### TASK INSTRUCTIONS
Below are some records; work out how many of their lines contain "OpenAIErrorBody" and give the number only.

(MATERIAL SHOWN begins)

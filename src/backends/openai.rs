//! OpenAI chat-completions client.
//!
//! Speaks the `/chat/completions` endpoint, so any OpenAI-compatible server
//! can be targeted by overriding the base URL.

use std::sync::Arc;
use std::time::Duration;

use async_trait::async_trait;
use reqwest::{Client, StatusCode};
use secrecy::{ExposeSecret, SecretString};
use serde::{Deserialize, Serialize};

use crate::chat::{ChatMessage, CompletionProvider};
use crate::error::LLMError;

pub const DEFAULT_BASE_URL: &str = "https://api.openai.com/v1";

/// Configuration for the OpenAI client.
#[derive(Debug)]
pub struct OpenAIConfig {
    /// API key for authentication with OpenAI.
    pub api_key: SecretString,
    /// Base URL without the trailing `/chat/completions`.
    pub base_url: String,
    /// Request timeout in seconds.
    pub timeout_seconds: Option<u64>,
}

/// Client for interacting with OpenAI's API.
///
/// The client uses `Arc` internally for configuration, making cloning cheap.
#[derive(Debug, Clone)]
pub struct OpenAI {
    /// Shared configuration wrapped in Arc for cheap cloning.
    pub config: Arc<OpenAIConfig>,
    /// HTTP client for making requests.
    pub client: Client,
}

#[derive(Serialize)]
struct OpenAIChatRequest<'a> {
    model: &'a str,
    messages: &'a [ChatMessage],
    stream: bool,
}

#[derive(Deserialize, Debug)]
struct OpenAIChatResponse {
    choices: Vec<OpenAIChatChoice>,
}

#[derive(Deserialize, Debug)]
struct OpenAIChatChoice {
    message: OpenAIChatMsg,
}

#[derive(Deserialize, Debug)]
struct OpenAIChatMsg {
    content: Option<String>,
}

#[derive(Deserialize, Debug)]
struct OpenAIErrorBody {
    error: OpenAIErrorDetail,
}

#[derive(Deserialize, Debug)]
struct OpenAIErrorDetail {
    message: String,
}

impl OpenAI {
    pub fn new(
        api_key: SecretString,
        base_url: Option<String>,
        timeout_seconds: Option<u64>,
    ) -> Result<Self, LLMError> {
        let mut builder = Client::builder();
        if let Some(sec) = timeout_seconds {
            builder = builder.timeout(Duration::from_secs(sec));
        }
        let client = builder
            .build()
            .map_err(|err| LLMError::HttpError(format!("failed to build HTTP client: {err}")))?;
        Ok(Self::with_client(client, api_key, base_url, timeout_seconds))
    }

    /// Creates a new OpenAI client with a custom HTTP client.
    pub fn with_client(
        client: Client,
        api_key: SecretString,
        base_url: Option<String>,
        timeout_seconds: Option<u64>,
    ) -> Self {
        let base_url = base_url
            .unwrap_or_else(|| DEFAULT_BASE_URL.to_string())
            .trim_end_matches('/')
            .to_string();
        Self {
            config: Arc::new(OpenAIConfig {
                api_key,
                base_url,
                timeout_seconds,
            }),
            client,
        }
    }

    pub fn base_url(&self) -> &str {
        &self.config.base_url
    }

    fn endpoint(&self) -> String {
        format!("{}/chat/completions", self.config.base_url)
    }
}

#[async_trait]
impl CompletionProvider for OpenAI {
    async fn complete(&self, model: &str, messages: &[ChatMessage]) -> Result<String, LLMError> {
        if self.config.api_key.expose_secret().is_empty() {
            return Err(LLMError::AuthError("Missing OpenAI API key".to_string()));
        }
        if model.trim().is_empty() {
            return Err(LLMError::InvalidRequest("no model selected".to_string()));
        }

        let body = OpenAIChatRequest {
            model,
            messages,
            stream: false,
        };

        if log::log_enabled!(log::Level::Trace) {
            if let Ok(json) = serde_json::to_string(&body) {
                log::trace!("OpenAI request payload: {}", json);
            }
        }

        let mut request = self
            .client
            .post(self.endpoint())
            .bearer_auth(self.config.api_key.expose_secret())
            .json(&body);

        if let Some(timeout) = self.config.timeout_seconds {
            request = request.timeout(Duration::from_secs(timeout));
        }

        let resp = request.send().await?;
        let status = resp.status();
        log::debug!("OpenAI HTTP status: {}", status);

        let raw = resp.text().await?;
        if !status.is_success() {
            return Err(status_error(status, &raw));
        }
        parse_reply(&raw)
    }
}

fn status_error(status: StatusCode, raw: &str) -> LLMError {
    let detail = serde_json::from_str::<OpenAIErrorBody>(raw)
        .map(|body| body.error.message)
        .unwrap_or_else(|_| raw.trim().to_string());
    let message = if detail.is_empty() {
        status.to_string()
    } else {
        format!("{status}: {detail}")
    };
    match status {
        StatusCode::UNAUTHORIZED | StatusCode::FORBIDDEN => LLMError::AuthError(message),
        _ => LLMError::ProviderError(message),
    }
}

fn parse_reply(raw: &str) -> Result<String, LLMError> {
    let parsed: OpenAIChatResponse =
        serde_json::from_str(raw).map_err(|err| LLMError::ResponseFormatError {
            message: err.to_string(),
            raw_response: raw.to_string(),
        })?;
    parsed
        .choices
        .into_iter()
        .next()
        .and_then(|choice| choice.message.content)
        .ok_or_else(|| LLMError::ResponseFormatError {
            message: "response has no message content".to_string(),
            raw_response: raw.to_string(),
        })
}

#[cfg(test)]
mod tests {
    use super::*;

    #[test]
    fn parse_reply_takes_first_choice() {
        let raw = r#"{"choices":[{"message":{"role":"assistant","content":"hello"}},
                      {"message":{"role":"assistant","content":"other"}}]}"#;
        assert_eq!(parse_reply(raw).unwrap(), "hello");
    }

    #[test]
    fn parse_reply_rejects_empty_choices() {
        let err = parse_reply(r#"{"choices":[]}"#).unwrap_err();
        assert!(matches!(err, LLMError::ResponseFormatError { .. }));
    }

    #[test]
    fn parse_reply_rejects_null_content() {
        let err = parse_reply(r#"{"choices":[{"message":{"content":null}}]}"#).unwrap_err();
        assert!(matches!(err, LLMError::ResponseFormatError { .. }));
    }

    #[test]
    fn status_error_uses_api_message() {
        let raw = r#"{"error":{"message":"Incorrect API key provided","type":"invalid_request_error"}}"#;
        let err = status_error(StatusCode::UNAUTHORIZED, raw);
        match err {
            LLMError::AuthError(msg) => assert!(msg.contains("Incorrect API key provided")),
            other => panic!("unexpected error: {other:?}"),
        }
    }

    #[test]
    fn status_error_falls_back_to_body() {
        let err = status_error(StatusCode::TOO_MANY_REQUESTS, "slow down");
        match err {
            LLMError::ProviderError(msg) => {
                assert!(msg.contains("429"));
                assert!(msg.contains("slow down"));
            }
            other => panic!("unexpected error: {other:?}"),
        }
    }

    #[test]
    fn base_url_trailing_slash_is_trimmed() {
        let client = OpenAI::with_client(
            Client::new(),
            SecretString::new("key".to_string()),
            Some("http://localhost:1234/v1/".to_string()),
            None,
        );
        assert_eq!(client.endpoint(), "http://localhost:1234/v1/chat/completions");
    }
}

(MATERIAL SHOWN ends)
(MATERIAL SHOWN begins)

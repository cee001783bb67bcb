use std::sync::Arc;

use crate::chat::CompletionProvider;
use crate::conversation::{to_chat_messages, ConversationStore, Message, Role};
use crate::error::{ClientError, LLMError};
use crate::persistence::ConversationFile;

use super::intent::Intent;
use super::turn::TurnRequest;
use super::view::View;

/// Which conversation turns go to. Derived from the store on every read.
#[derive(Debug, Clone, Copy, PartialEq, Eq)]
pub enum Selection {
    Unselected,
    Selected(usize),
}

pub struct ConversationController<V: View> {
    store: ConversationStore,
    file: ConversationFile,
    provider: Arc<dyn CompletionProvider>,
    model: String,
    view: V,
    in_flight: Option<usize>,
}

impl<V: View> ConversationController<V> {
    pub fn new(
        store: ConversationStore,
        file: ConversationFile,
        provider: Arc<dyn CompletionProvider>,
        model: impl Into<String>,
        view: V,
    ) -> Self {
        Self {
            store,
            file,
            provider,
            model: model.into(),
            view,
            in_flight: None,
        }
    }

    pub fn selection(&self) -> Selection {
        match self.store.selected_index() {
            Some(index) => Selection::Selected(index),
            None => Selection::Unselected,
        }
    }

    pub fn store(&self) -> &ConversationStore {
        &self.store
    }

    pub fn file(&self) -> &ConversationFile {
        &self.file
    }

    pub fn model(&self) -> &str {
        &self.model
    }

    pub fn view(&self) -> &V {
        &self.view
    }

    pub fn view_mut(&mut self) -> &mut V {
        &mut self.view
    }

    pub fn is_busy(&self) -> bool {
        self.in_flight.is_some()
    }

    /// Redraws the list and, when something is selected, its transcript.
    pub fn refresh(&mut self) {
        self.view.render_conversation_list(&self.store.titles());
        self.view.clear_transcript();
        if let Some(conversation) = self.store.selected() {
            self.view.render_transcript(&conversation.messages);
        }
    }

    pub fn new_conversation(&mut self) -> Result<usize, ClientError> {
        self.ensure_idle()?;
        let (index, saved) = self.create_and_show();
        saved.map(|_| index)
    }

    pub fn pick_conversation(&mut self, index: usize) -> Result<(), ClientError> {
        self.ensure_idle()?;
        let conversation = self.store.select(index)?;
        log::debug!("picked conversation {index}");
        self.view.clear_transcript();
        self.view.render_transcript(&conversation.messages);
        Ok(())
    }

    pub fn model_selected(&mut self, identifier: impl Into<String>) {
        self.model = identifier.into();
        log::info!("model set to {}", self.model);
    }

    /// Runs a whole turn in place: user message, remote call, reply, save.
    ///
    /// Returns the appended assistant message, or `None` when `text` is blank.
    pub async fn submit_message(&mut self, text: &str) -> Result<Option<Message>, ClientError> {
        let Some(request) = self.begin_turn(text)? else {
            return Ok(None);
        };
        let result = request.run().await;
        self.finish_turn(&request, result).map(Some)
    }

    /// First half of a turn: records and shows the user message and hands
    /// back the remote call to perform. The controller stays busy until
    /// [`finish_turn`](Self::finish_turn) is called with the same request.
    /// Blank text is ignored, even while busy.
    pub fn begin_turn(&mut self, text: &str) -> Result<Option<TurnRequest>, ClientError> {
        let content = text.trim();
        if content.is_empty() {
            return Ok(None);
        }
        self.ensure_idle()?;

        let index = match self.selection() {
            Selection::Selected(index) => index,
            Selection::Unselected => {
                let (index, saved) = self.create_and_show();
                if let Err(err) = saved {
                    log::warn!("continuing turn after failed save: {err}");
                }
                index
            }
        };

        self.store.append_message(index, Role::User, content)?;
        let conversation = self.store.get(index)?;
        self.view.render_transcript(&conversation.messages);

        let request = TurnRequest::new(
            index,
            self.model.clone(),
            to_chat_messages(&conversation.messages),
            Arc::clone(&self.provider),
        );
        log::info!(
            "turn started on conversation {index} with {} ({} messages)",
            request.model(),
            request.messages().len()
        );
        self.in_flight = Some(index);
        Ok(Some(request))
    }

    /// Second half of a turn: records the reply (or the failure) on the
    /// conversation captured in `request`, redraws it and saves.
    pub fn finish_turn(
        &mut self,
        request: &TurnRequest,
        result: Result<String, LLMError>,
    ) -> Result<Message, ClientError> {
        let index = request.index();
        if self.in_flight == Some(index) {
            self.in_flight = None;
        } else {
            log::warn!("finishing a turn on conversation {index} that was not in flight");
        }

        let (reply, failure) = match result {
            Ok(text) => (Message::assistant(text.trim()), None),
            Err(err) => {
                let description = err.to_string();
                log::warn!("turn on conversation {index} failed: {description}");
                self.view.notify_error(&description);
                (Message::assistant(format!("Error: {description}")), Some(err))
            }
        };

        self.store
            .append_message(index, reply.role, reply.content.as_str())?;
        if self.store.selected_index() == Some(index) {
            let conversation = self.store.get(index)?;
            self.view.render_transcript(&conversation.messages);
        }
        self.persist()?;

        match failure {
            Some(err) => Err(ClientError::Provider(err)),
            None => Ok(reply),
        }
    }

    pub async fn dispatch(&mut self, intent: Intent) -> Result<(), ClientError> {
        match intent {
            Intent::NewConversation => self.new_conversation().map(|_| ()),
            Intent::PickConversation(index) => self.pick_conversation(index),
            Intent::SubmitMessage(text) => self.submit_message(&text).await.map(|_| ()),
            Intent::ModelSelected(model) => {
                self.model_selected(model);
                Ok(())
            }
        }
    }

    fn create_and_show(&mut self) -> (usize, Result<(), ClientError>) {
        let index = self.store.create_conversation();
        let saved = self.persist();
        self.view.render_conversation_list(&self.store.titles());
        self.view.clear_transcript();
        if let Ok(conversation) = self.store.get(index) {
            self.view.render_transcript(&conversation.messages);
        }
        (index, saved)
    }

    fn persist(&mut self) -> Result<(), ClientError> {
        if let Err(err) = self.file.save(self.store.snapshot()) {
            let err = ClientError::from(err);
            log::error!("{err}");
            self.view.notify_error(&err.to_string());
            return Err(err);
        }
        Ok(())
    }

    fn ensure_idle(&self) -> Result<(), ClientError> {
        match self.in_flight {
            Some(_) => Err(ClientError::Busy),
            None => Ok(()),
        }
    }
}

(MATERIAL SHOWN ends)

### SOLUTION TO THE PROBLEM
2